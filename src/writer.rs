//! Trace writer: appends span batches to a per-session gzip JSONL log.
//!
//! One writer owns one session's log file. The file path is resolved lazily
//! on the first export because the session id is usually unknown until the
//! first span arrives (carried by the ambient context, a `session.id` span
//! attribute, or an explicit override). Rotation is stat-based so a restarted
//! process keeps honoring the size threshold of a file it did not create.
//!
//! Each batch is appended as an independent gzip member; readers must use a
//! multi-member decoder.

use crate::config::{StorageConfig, UniqueIdSource};
use crate::context;
use crate::error::ExportError;
use crate::span::SpanRecord;
use chrono::Local;
use flate2::Compression;
use flate2::write::GzEncoder;
use std::fs::OpenOptions;
use std::io::Write;
use std::path::{Path, PathBuf};
use std::sync::{Arc, Mutex};

/// Result of one export batch, reported to the framework's export contract.
/// Failures are logged here; the caller decides retry/drop policy.
#[derive(Debug, Clone, Copy, PartialEq, Eq)]
pub enum ExportOutcome {
    Success,
    Failure,
}

#[derive(Debug, Clone)]
struct WriterSettings {
    traces_dir: PathBuf,
    path_pattern: String,
    unique_id: UniqueIdSource,
    timestamp_format: String,
    max_file_size: u64,
    custom_path: Option<PathBuf>,
    session_id: Option<String>,
}

#[derive(Debug, Default)]
struct WriterState {
    /// Base path resolved on first export; chunk suffixes derive from it.
    base_path: Option<PathBuf>,
    current_chunk: u32,
}

/// Single-writer, append-only span log for one session.
pub struct TraceWriter {
    settings: WriterSettings,
    // One lock covers rotation-check-then-append so two concurrent exports
    // cannot rotate twice.
    state: Mutex<WriterState>,
}

impl TraceWriter {
    pub fn new(storage: &StorageConfig) -> Self {
        Self {
            settings: WriterSettings {
                traces_dir: PathBuf::from(shellexpand::tilde(&storage.traces_dir).into_owned()),
                path_pattern: storage.path_pattern.clone(),
                unique_id: storage.unique_id,
                timestamp_format: storage.timestamp_format.clone(),
                max_file_size: storage.max_trace_size,
                custom_path: None,
                session_id: None,
            },
            state: Mutex::new(WriterState::default()),
        }
    }

    /// Pin the session id instead of resolving it from the first batch.
    pub fn with_session_id(mut self, session_id: impl Into<String>) -> Self {
        self.settings.session_id = Some(session_id.into());
        self
    }

    /// Write to an explicit file path, bypassing pattern resolution.
    pub fn with_custom_path(mut self, path: impl Into<PathBuf>) -> Self {
        self.settings.custom_path = Some(path.into());
        self
    }

    /// Append a batch of spans to the session's current log file.
    ///
    /// I/O errors are caught and logged, never raised into the emitting call
    /// path. Blocking file work runs on the blocking pool.
    pub async fn export(self: &Arc<Self>, spans: Vec<SpanRecord>) -> ExportOutcome {
        if spans.is_empty() {
            return ExportOutcome::Success;
        }

        // The ambient id lives in task-local storage, which the blocking
        // pool cannot see; resolve it before moving off the runtime.
        let ambient_id = context::session_id();
        let writer = Arc::clone(self);
        let outcome =
            tokio::task::spawn_blocking(move || writer.export_blocking(&spans, &ambient_id)).await;

        match outcome {
            Ok(Ok(())) => ExportOutcome::Success,
            Ok(Err(error)) => {
                tracing::error!(%error, "failed to export span batch");
                ExportOutcome::Failure
            }
            Err(error) => {
                tracing::error!(%error, "span export task failed");
                ExportOutcome::Failure
            }
        }
    }

    fn export_blocking(&self, spans: &[SpanRecord], ambient_id: &str) -> Result<(), ExportError> {
        let mut state = self
            .state
            .lock()
            .unwrap_or_else(std::sync::PoisonError::into_inner);

        let path = self.current_path(&mut state, spans, ambient_id)?;
        let write_err = |e: std::io::Error| ExportError::Write(e.to_string());

        let mut encoded = Vec::new();
        for span in spans {
            serde_json::to_writer(&mut encoded, span)
                .map_err(|e| ExportError::Write(e.to_string()))?;
            encoded.push(b'\n');
        }

        let file = OpenOptions::new()
            .create(true)
            .append(true)
            .open(&path)
            .map_err(write_err)?;
        if path.extension().is_some_and(|ext| ext == "gz") {
            let mut encoder = GzEncoder::new(file, Compression::default());
            encoder.write_all(&encoded).map_err(write_err)?;
            let mut file = encoder.finish().map_err(write_err)?;
            file.flush().map_err(write_err)?;
        } else {
            let mut file = file;
            file.write_all(&encoded).map_err(write_err)?;
            file.flush().map_err(write_err)?;
        }

        tracing::debug!(count = spans.len(), "exported span batch");
        Ok(())
    }

    /// Resolve (lazily) and rotate (if oversized) the active file path.
    fn current_path(
        &self,
        state: &mut WriterState,
        spans: &[SpanRecord],
        ambient_id: &str,
    ) -> Result<PathBuf, ExportError> {
        if state.base_path.is_none() {
            let base = self.resolve_base_path(spans, ambient_id);
            if let Some(parent) = base.parent() {
                std::fs::create_dir_all(parent)
                    .map_err(|e| ExportError::PathResolution(e.to_string()))?;
            }
            state.base_path = Some(base);
        }
        let base = state
            .base_path
            .clone()
            .ok_or_else(|| ExportError::PathResolution("trace file path unresolved".into()))?;

        let mut path = chunk_path(&base, state.current_chunk);
        if let Ok(meta) = std::fs::metadata(&path) {
            if meta.len() >= self.settings.max_file_size {
                state.current_chunk += 1;
                path = chunk_path(&base, state.current_chunk);
                tracing::info!(chunk = state.current_chunk, "rotated trace file");
            }
        }
        Ok(path)
    }

    fn resolve_base_path(&self, spans: &[SpanRecord], ambient_id: &str) -> PathBuf {
        if let Some(custom) = &self.settings.custom_path {
            return custom.clone();
        }

        let unique_id = match self.settings.unique_id {
            UniqueIdSource::SessionId => sanitize_session_id(&self.resolve_session_id(
                spans,
                ambient_id,
            )),
            UniqueIdSource::Timestamp => Local::now()
                .format(&self.settings.timestamp_format)
                .to_string(),
        };

        let rendered = self.settings.path_pattern.replace("{unique_id}", &unique_id);
        let rendered = PathBuf::from(shellexpand::tilde(&rendered).into_owned());
        if rendered.is_absolute() {
            rendered
        } else {
            self.settings.traces_dir.join(rendered)
        }
    }

    fn resolve_session_id(&self, spans: &[SpanRecord], ambient_id: &str) -> String {
        if let Some(id) = &self.settings.session_id {
            return id.clone();
        }
        if let Some(id) = spans
            .iter()
            .find_map(|span| span.attributes.get(crate::span::keys::SESSION_ID))
            .and_then(serde_json::Value::as_str)
        {
            return id.to_string();
        }
        if ambient_id != context::UNKNOWN_SESSION {
            return ambient_id.to_string();
        }
        uuid::Uuid::new_v4().to_string()
    }
}

/// Replace any character outside `[A-Za-z0-9_-]` so the id is a safe filename.
pub fn sanitize_session_id(raw: &str) -> String {
    raw.chars()
        .map(|c| {
            if c.is_ascii_alphanumeric() || c == '_' || c == '-' {
                c
            } else {
                '_'
            }
        })
        .collect()
}

/// `{base}.jsonl.gz` for chunk 0, `{base}.chunk_N.jsonl.gz` afterwards.
fn chunk_path(base: &Path, chunk: u32) -> PathBuf {
    if chunk == 0 {
        return base.to_path_buf();
    }
    let name = base.file_name().map(|n| n.to_string_lossy()).unwrap_or_default();
    let (stem, suffix) = split_log_suffix(&name);
    let rotated = format!("{stem}.chunk_{chunk}{suffix}");
    base.with_file_name(rotated)
}

fn split_log_suffix(name: &str) -> (&str, &str) {
    for suffix in [".jsonl.gz", ".jsonl", ".gz"] {
        if let Some(stem) = name.strip_suffix(suffix) {
            return (stem, suffix);
        }
    }
    (name, "")
}
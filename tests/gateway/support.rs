use std::sync::Arc;
use std::time::Duration;
use tempfile::TempDir;

use tracelens::config::Config;
use tracelens::events::EventStream;
use tracelens::gateway::run_gateway_with_listener;
use tracelens::registry::SessionRegistry;

pub struct GatewayTestServer {
    pub port: u16,
    pub traces: TempDir,
    pub events: Arc<EventStream>,
    handle: tokio::task::JoinHandle<anyhow::Result<()>>,
}

impl GatewayTestServer {
    pub async fn start() -> Self {
        let traces = TempDir::new().expect("temp traces dir should be created");
        let listener = tokio::net::TcpListener::bind("127.0.0.1:0")
            .await
            .expect("ephemeral gateway listener should bind");
        let port = listener
            .local_addr()
            .expect("ephemeral gateway listener should expose local address")
            .port();

        let mut config = Config::default();
        config.enabled = true;
        config.storage.traces_dir = traces.path().to_string_lossy().into_owned();

        let events = Arc::new(EventStream::new(64, 8));

        let handle = {
            let events = Arc::clone(&events);
            tokio::spawn(async move {
                let registry = Arc::new(SessionRegistry::new());
                run_gateway_with_listener(listener, &config, events, registry).await
            })
        };

        wait_until_gateway_ready(port).await;

        Self {
            port,
            traces,
            events,
            handle,
        }
    }

    pub fn url(&self, path: &str) -> String {
        format!("http://127.0.0.1:{}{path}", self.port)
    }
}

impl Drop for GatewayTestServer {
    fn drop(&mut self) {
        self.handle.abort();
    }
}

async fn wait_until_gateway_ready(port: u16) {
    let client = reqwest::Client::builder()
        .timeout(Duration::from_millis(200))
        .build()
        .expect("reqwest client should be built");

    for _ in 0..80 {
        let health = client
            .get(format!("http://127.0.0.1:{port}/health"))
            .send()
            .await;
        if health.is_ok_and(|response| response.status().is_success()) {
            return;
        }
        tokio::time::sleep(Duration::from_millis(25)).await;
    }
    panic!("gateway did not become ready on port {port}");
}
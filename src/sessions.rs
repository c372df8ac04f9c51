//! Session status derivation and listing.
//!
//! A session is not stored anywhere: it is a read-time projection over its
//! trace log. Status is recomputed from the file on every read, tolerating
//! out-of-order lines, truncated trailing writes, and corrupt records.
//!
//! The paused check deliberately scans every line of the log — any span may
//! carry the paused flag, so there is no sound short-circuit. That makes a
//! full listing O(total trace bytes); a known limitation, kept for
//! correctness.

use futures_util::future::join_all;
use serde::Serialize;
use serde_json::Value;
use std::io::Read;
use std::path::{Path, PathBuf};

use crate::span::{ROOT_SPAN_NAME, keys};

/// Default execution-engine tag when the root span does not carry one.
pub const DEFAULT_ENGINE: &str = "tokio";

#[derive(Debug, Clone, Copy, PartialEq, Eq, Serialize)]
#[serde(rename_all = "lowercase")]
pub enum SessionStatus {
    Running,
    Paused,
    Completed,
    Failed,
}

impl SessionStatus {
    pub fn as_str(self) -> &'static str {
        match self {
            Self::Running => "running",
            Self::Paused => "paused",
            Self::Completed => "completed",
            Self::Failed => "failed",
        }
    }
}

/// Display metadata for one session, derived from its trace log.
#[derive(Debug, Clone, Serialize)]
pub struct SessionMeta {
    pub id: String,
    pub status: SessionStatus,
    pub started_at: String,
    pub engine: String,
    pub title: String,
    #[serde(skip_serializing_if = "Option::is_none")]
    pub ended_at: Option<String>,
}

/// Derive a session's metadata from its trace log.
///
/// Returns `None` when the file is unreadable or its first line is not a
/// span record — the session is skipped, never an error for the caller.
pub async fn derive_session_meta(path: &Path) -> Option<SessionMeta> {
    let session_id = session_id_from_path(path);
    let owned = path.to_path_buf();
    let text = tokio::task::spawn_blocking(move || read_log_text(&owned))
        .await
        .ok()?;
    let text = match text {
        Ok(text) => text,
        Err(error) => {
            tracing::warn!(session = session_id, %error, "failed to read trace log");
            return None;
        }
    };
    derive_from_lines(&session_id, &text)
}

/// List every session in the trace directory, newest first.
///
/// Both compressed and plain log files are considered; files that fail
/// derivation are dropped. Sorting compares the fixed-width UTC timestamps
/// lexicographically.
pub async fn list_sessions(traces_dir: &Path) -> Vec<SessionMeta> {
    let mut paths: Vec<PathBuf> = Vec::new();
    let Ok(mut entries) = tokio::fs::read_dir(traces_dir).await else {
        return Vec::new();
    };
    while let Ok(Some(entry)) = entries.next_entry().await {
        let path = entry.path();
        if is_trace_log(&path) {
            paths.push(path);
        }
    }

    let derived = join_all(paths.iter().map(|path| derive_session_meta(path))).await;
    let mut sessions: Vec<SessionMeta> = derived.into_iter().flatten().collect();
    sessions.sort_by(|a, b| b.started_at.cmp(&a.started_at));
    sessions
}

fn is_trace_log(path: &Path) -> bool {
    let name = path.file_name().map(|n| n.to_string_lossy()).unwrap_or_default();
    name.ends_with(".jsonl.gz") || name.ends_with(".jsonl")
}

/// Base filename sans log extension: the session's identity.
pub fn session_id_from_path(path: &Path) -> String {
    let name = path.file_name().map(|n| n.to_string_lossy()).unwrap_or_default();
    name.strip_suffix(".jsonl.gz")
        .or_else(|| name.strip_suffix(".jsonl"))
        .unwrap_or(&name)
        .to_string()
}

/// Read a log file fully, decompressing when the extension says gzip.
///
/// Trace files hold one gzip member per exported batch, hence the
/// multi-member decoder.
pub(crate) fn read_log_text(path: &Path) -> std::io::Result<String> {
    let file = std::fs::File::open(path)?;
    let mut text = String::new();
    if path.extension().is_some_and(|ext| ext == "gz") {
        flate2::read::MultiGzDecoder::new(file).read_to_string(&mut text)?;
    } else {
        let mut file = file;
        file.read_to_string(&mut text)?;
    }
    Ok(text)
}

/// Pure derivation over the decoded log text.
fn derive_from_lines(session_id: &str, text: &str) -> Option<SessionMeta> {
    let lines: Vec<&str> = text.lines().filter(|line| !line.trim().is_empty()).collect();

    // The first line is the authoritative root span; an unparsable first
    // line makes the whole session unreadable.
    let first_span: Value = match serde_json::from_str(lines.first()?) {
        Ok(value) => value,
        Err(error) => {
            tracing::warn!(session = session_id, %error, "unparsable root span, skipping session");
            return None;
        }
    };

    // Walk backward from the end until a line parses, tolerating a
    // truncated trailing write.
    let last_span: Option<Value> = lines
        .iter()
        .rev()
        .find_map(|line| serde_json::from_str(line).ok());

    // Paused wins over everything and may sit on any span in the file;
    // scan every line, skipping corrupt ones.
    let is_paused = lines.iter().any(|line| {
        serde_json::from_str::<Value>(line)
            .ok()
            .and_then(|span| {
                span.get("attributes")
                    .and_then(|attrs| attrs.get(keys::SESSION_PAUSED))
                    .map(is_truthy)
            })
            .unwrap_or(false)
    });

    let root_open = first_span.get("name").and_then(Value::as_str) == Some(ROOT_SPAN_NAME)
        && first_span.get("end_time").and_then(Value::as_str).is_none();
    let last_errored = last_span
        .as_ref()
        .and_then(|span| span.get("status"))
        .and_then(|status| status.get("status_code"))
        .and_then(Value::as_str)
        == Some("ERROR");

    let status = if is_paused {
        SessionStatus::Paused
    } else if root_open {
        SessionStatus::Running
    } else if last_errored {
        SessionStatus::Failed
    } else {
        SessionStatus::Completed
    };

    let started_at = first_span
        .get("start_time")
        .and_then(Value::as_str)
        .unwrap_or_default()
        .to_string();
    let ended_at = last_span
        .as_ref()
        .and_then(|span| span.get("end_time"))
        .and_then(Value::as_str)
        .map(str::to_string);

    let attributes = first_span.get("attributes").cloned().unwrap_or(Value::Null);
    let engine = attributes
        .get(keys::ENGINE_TYPE)
        .or_else(|| attributes.get(keys::WORKFLOW_ENGINE))
        .and_then(Value::as_str)
        .unwrap_or(DEFAULT_ENGINE)
        .to_string();

    let title = attributes
        .get(keys::SESSION_TITLE)
        .and_then(Value::as_str)
        .map(str::to_string)
        .or_else(|| {
            attributes
                .get(keys::WORKFLOW_TYPE)
                .and_then(Value::as_str)
                .map(|workflow| format!("{workflow} - {}", short_id(session_id)))
        })
        .unwrap_or_else(|| format!("Session {}", short_id(session_id)));

    Some(SessionMeta {
        id: session_id.to_string(),
        status,
        started_at,
        engine,
        title,
        ended_at,
    })
}

/// Truthiness in the loose sense the paused flag is written with: spans may
/// carry `true`, `1`, or a non-empty string.
fn is_truthy(value: &Value) -> bool {
    match value {
        Value::Bool(b) => *b,
        Value::Number(n) => n.as_f64().is_some_and(|f| f != 0.0),
        Value::String(s) => !s.is_empty() && s != "false" && s != "0",
        Value::Array(a) => !a.is_empty(),
        Value::Object(o) => !o.is_empty(),
        Value::Null => false,
    }
}

fn short_id(id: &str) -> &str {
    let mut end = id.len().min(8);
    while !id.is_char_boundary(end) {
        end -= 1;
    }
    &id[..end]
}
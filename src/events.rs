//! Live session event stream.
//!
//! In-process publish/subscribe of lifecycle events to long-lived SSE
//! subscribers. Delivery is best-effort: each subscriber owns a bounded FIFO
//! queue, and a full queue drops the event for that subscriber only — a slow
//! reader never stalls the publisher or its peers. Events may be dropped,
//! never reordered.

use axum::body::Body;
use axum::http::{Response, StatusCode, header};
use chrono::{SecondsFormat, Utc};
use serde::{Deserialize, Serialize};
use serde_json::Value;
use std::sync::Mutex;
use std::sync::atomic::{AtomicU64, Ordering};
use std::time::Duration;
use tokio::sync::mpsc;

/// Reconnection-delay hint sent with every SSE message.
pub const RETRY_HINT_MS: u64 = 2000;

/// Idle window after which a synthetic heartbeat keeps proxies from closing
/// the connection.
pub const IDLE_HEARTBEAT_INTERVAL: Duration = Duration::from_secs(30);

// ─── Events ──────────────────────────────────────────────────────────────────

/// Ephemeral lifecycle events; never persisted.
#[derive(Debug, Clone, PartialEq, Serialize, Deserialize)]
#[serde(tag = "type")]
pub enum LiveEvent {
    SessionStarted {
        session_id: String,
        engine: String,
        title: String,
        start_time: String,
    },
    SessionFinished {
        session_id: String,
        status: String,
        end_time: String,
        #[serde(default, skip_serializing_if = "Option::is_none")]
        error: Option<String>,
    },
    WaitingOnSignal {
        session_id: String,
        signal_name: String,
        #[serde(default, skip_serializing_if = "Option::is_none")]
        prompt: Option<String>,
        #[serde(default, skip_serializing_if = "Option::is_none")]
        schema: Option<Value>,
    },
    Heartbeat {
        session_id: String,
        llm_calls_delta: u64,
        tokens_delta: u64,
    },
}

/// One published event with its stream-assigned sequence id and timestamp.
#[derive(Debug, Clone, Serialize)]
pub struct EventEnvelope {
    pub event_id: u64,
    pub timestamp: String,
    #[serde(flatten)]
    pub event: LiveEvent,
}

// ─── Stream ──────────────────────────────────────────────────────────────────

struct Client {
    id: u64,
    sender: mpsc::Sender<EventEnvelope>,
}

/// Subscription handle: the receiving half of one client's bounded queue.
pub struct Subscription {
    pub client_id: u64,
    pub receiver: mpsc::Receiver<EventEnvelope>,
}

/// Fan-out hub for [`LiveEvent`]s.
pub struct EventStream {
    clients: Mutex<Vec<Client>>,
    next_client_id: AtomicU64,
    event_counter: AtomicU64,
    buffer_size: usize,
    max_clients: usize,
}

impl EventStream {
    pub fn new(buffer_size: usize, max_clients: usize) -> Self {
        Self {
            clients: Mutex::new(Vec::new()),
            next_client_id: AtomicU64::new(1),
            event_counter: AtomicU64::new(0),
            buffer_size,
            max_clients,
        }
    }

    /// Register a subscriber. `None` when the stream is at capacity.
    pub fn add_client(&self) -> Option<Subscription> {
        let (sender, receiver) = mpsc::channel(self.buffer_size);
        let client_id = self.next_client_id.fetch_add(1, Ordering::Relaxed);
        let mut clients = self.lock();
        if clients.len() >= self.max_clients {
            return None;
        }
        clients.push(Client {
            id: client_id,
            sender,
        });
        Some(Subscription {
            client_id,
            receiver,
        })
    }

    /// Deregister a subscriber; unknown ids are ignored.
    pub fn remove_client(&self, client_id: u64) {
        self.lock().retain(|client| client.id != client_id);
    }

    /// Publish to every subscriber without blocking.
    ///
    /// The sequence id is assigned under the subscriber-list lock so each
    /// queue observes strictly increasing ids in publish order.
    pub fn publish(&self, event: LiveEvent) -> EventEnvelope {
        let clients = self.lock();
        let envelope = EventEnvelope {
            event_id: self.event_counter.fetch_add(1, Ordering::Relaxed) + 1,
            timestamp: Utc::now().to_rfc3339_opts(SecondsFormat::Micros, true),
            event,
        };
        for client in clients.iter() {
            // Full queue: drop for this subscriber only.
            let _ = client.sender.try_send(envelope.clone());
        }
        envelope
    }

    pub fn client_count(&self) -> usize {
        self.lock().len()
    }

    fn lock(&self) -> std::sync::MutexGuard<'_, Vec<Client>> {
        self.clients
            .lock()
            .unwrap_or_else(std::sync::PoisonError::into_inner)
    }
}

// ─── SSE framing ─────────────────────────────────────────────────────────────

/// One SSE message: sequence id, JSON payload, reconnection hint.
pub fn format_sse(envelope: &EventEnvelope) -> String {
    let data = serde_json::to_string(envelope).unwrap_or_else(|_| "{}".into());
    format!(
        "id: {}\ndata: {data}\nretry: {RETRY_HINT_MS}\n\n",
        envelope.event_id
    )
}

/// An SSE message without a sequence id (sentinel and keepalive frames).
fn format_sse_raw(data: &Value) -> String {
    format!("data: {data}\nretry: {RETRY_HINT_MS}\n\n")
}

fn connected_sentinel() -> String {
    format_sse_raw(&serde_json::json!({
        "type": "Connected",
        "message": "Connected to tracelens event stream",
    }))
}

fn idle_heartbeat() -> String {
    format_sse_raw(&serde_json::json!({
        "type": "Heartbeat",
        "timestamp": Utc::now().to_rfc3339_opts(SecondsFormat::Micros, true),
    }))
}

/// Build the long-lived `text/event-stream` response for one subscriber.
///
/// The generator races the client queue against the idle deadline; whichever
/// wins decides whether a real event or a keepalive goes out. Queue
/// deregistration is tied to a drop guard so it runs on every exit path,
/// disconnect and cancellation included.
pub fn sse_response(stream: std::sync::Arc<EventStream>) -> Response<Body> {
    let Some(subscription) = stream.add_client() else {
        let mut response = Response::new(Body::from("event stream at capacity"));
        *response.status_mut() = StatusCode::SERVICE_UNAVAILABLE;
        return response;
    };

    struct Deregister {
        stream: std::sync::Arc<EventStream>,
        client_id: u64,
    }
    impl Drop for Deregister {
        fn drop(&mut self) {
            self.stream.remove_client(self.client_id);
        }
    }

    let guard = Deregister {
        stream,
        client_id: subscription.client_id,
    };
    let mut receiver = subscription.receiver;

    let body = async_stream::stream! {
        let _guard = guard;
        yield Ok::<_, std::convert::Infallible>(connected_sentinel());
        loop {
            match tokio::time::timeout(IDLE_HEARTBEAT_INTERVAL, receiver.recv()).await {
                Ok(Some(envelope)) => yield Ok(format_sse(&envelope)),
                // Sender side gone: the hub dropped this client.
                Ok(None) => break,
                Err(_elapsed) => yield Ok(idle_heartbeat()),
            }
        }
    };

    let mut response = Response::new(Body::from_stream(body));
    *response.status_mut() = StatusCode::OK;
    let headers = response.headers_mut();
    headers.insert(
        header::CONTENT_TYPE,
        header::HeaderValue::from_static("text/event-stream"),
    );
    headers.insert(
        header::CACHE_CONTROL,
        header::HeaderValue::from_static("no-cache"),
    );
    headers.insert(
        header::CONNECTION,
        header::HeaderValue::from_static("keep-alive"),
    );
    response
}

• WORK REQUEST
Check every line of the material for the string "TempDir" and give the number of lines that have it, without anything else.

• EXERCISE RESULT
3